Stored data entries

----

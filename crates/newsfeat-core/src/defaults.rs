//! Centralized default constants for the newsfeat pipeline.
//!
//! Every `from_env()` constructor in the workspace falls back to these values
//! when the corresponding environment variable is unset.

// =============================================================================
// DATABASE
// =============================================================================

/// Default PostgreSQL port when the URL is assembled from parts.
pub const DATABASE_PORT: u16 = 5432;

/// Minimum pooled connections kept open.
pub const DB_POOL_MIN_CONNECTIONS: u32 = 2;

/// Maximum pooled connections.
pub const DB_POOL_MAX_CONNECTIONS: u32 = 20;

/// Seconds to wait for a free pooled connection.
pub const DB_POOL_ACQUIRE_TIMEOUT_SECS: u64 = 30;

/// Seconds before an idle pooled connection is closed.
pub const DB_POOL_IDLE_TIMEOUT_SECS: u64 = 600;

/// Maximum lifetime of a pooled connection in seconds.
pub const DB_POOL_MAX_LIFETIME_SECS: u64 = 1800;

/// Server-side statement timeout in seconds.
pub const DB_STATEMENT_TIMEOUT_SECS: u64 = 60;

/// Attempts for a retried store operation (first try included).
pub const DB_RETRY_ATTEMPTS: u32 = 3;

/// Upper bound on the exponential part of the store retry delay.
pub const DB_RETRY_MAX_DELAY_SECS: u64 = 8;

/// Exclusive upper bound of the random jitter added to each store retry.
pub const DB_RETRY_JITTER_MS: u64 = 250;

// =============================================================================
// ENRICHMENT (xAI Grok, OpenAI-compatible)
// =============================================================================

/// Default API base URL.
pub const XAI_BASE_URL: &str = "https://api.x.ai/v1";

/// Default chat model.
pub const XAI_MODEL: &str = "grok-4-fast-non-reasoning";

/// Maximum completion tokens per request.
pub const XAI_MAX_TOKENS: u32 = 2000;

/// Sampling temperature. Kept low for deterministic extraction.
pub const XAI_TEMPERATURE: f32 = 0.1;

/// Per-request timeout in seconds.
pub const XAI_TIMEOUT_SECS: u64 = 30;

/// Send+parse attempts per extraction.
pub const XAI_MAX_RETRIES: u32 = 3;

/// Base of the exponential backoff between enrichment attempts.
pub const XAI_BACKOFF_BASE_MS: u64 = 1000;

/// Maximum concurrent in-flight enrichment requests.
pub const XAI_MAX_CONCURRENT: usize = 10;

/// Idle keep-alive connections kept per host.
pub const XAI_MAX_IDLE_PER_HOST: usize = 5;

/// Enrichment requests allowed per rate-limit period.
pub const GROK_RATE_LIMIT_REQUESTS: u32 = 4;

/// Enrichment rate-limit period in seconds.
pub const GROK_RATE_LIMIT_PERIOD_SECS: u64 = 60;

/// Article body characters sent to the model.
pub const ARTICLE_CONTENT_MAX_CHARS: usize = 5000;

/// Raw response characters kept in a parse error.
pub const RAW_RESPONSE_PREVIEW_CHARS: usize = 5000;

/// Title placeholder when the article has none.
pub const EMPTY_TITLE_PLACEHOLDER: &str = "Baslik yok";

// =============================================================================
// QUEUE (AMQP)
// =============================================================================

/// Primary work queue name. The dead-letter queue is `<name>_dlq`.
pub const QUEUE_NAME: &str = "feature_extraction";

/// Suffix appended to the primary queue name for the dead-letter queue.
pub const DLQ_SUFFIX: &str = "_dlq";

/// In-flight cap per consumer.
pub const WORKER_PREFETCH_COUNT: u16 = 1;

/// Republish budget per work item.
pub const MAX_RETRY_COUNT: u32 = 3;

/// Base retry delay in seconds, doubled per retry.
pub const RETRY_DELAY_SECS: u64 = 60;

/// Publish rate-limit requests per period. Zero disables publish throttling.
pub const QUEUE_RATE_LIMIT_REQUESTS: u32 = 0;

/// Publish rate-limit period in seconds.
pub const QUEUE_RATE_LIMIT_PERIOD_SECS: u64 = 60;

/// AMQP heartbeat in seconds.
pub const AMQP_HEARTBEAT_SECS: u16 = 60;

/// AMQP connection timeout in seconds.
pub const AMQP_CONNECTION_TIMEOUT_SECS: u64 = 30;

/// Delay between reconnection attempts in seconds.
pub const AMQP_RECONNECT_INTERVAL_SECS: u64 = 5;

/// Capacity of the per-message outcome broadcast channel.
pub const QUEUE_EVENT_CAPACITY: usize = 256;

// =============================================================================
// PIPELINE / SERVICE
// =============================================================================

/// Version tag stored with every extracted record.
pub const MODEL_VERSION: &str = "grok-beta";

/// HTTP bind host.
pub const SERVER_HOST: &str = "0.0.0.0";

/// HTTP bind port.
pub const SERVER_PORT: u16 = 8000;

/// Service name reported by the root endpoint.
pub const SERVICE_NAME: &str = "feature-extraction";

----

Exercise description – Only the lines from the top of the data through the line that contains "(xAI Grok, OpenAI-compatible)" should be quoted, exactly as they stand.

Exercise answer –
filename crates/newsfeat-core/src/defaults.rs
//! Centralized default constants for the newsfeat pipeline.
//!
//! Every `from_env()` constructor in the workspace falls back to these values
//! when the corresponding environment variable is unset.

// =============================================================================
// DATABASE
// =============================================================================

/// Default PostgreSQL port when the URL is assembled from parts.
pub const DATABASE_PORT: u16 = 5432;

/// Minimum pooled connections kept open.
pub const DB_POOL_MIN_CONNECTIONS: u32 = 2;

/// Maximum pooled connections.
pub const DB_POOL_MAX_CONNECTIONS: u32 = 20;

/// Seconds to wait for a free pooled connection.
pub const DB_POOL_ACQUIRE_TIMEOUT_SECS: u64 = 30;

/// Seconds before an idle pooled connection is closed.
pub const DB_POOL_IDLE_TIMEOUT_SECS: u64 = 600;

/// Maximum lifetime of a pooled connection in seconds.
pub const DB_POOL_MAX_LIFETIME_SECS: u64 = 1800;

/// Server-side statement timeout in seconds.
pub const DB_STATEMENT_TIMEOUT_SECS: u64 = 60;

/// Attempts for a retried store operation (first try included).
pub const DB_RETRY_ATTEMPTS: u32 = 3;

/// Upper bound on the exponential part of the store retry delay.
pub const DB_RETRY_MAX_DELAY_SECS: u64 = 8;

/// Exclusive upper bound of the random jitter added to each store retry.
pub const DB_RETRY_JITTER_MS: u64 = 250;

// =============================================================================
// ENRICHMENT (xAI Grok, OpenAI-compatible)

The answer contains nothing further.